** Opening Supplied information block **

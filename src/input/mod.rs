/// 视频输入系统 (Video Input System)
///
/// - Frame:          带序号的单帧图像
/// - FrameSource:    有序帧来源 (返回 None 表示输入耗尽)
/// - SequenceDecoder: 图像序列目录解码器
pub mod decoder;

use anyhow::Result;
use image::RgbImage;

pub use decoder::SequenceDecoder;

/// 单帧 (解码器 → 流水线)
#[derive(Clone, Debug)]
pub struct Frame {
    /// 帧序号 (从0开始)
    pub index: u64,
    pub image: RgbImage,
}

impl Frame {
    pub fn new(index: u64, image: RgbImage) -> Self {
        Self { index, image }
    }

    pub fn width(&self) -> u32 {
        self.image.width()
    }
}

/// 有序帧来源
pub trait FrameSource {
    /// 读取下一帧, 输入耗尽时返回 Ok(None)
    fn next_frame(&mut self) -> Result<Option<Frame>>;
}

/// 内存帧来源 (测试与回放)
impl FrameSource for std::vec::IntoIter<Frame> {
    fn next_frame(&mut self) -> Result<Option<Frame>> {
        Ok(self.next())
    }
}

** Closing Supplied information block **

Search the data above and return each line in which "None" occurs.

/// - FrameSource:    有序帧来源 (返回 None 表示输入耗尽)
    /// 读取下一帧, 输入耗尽时返回 Ok(None)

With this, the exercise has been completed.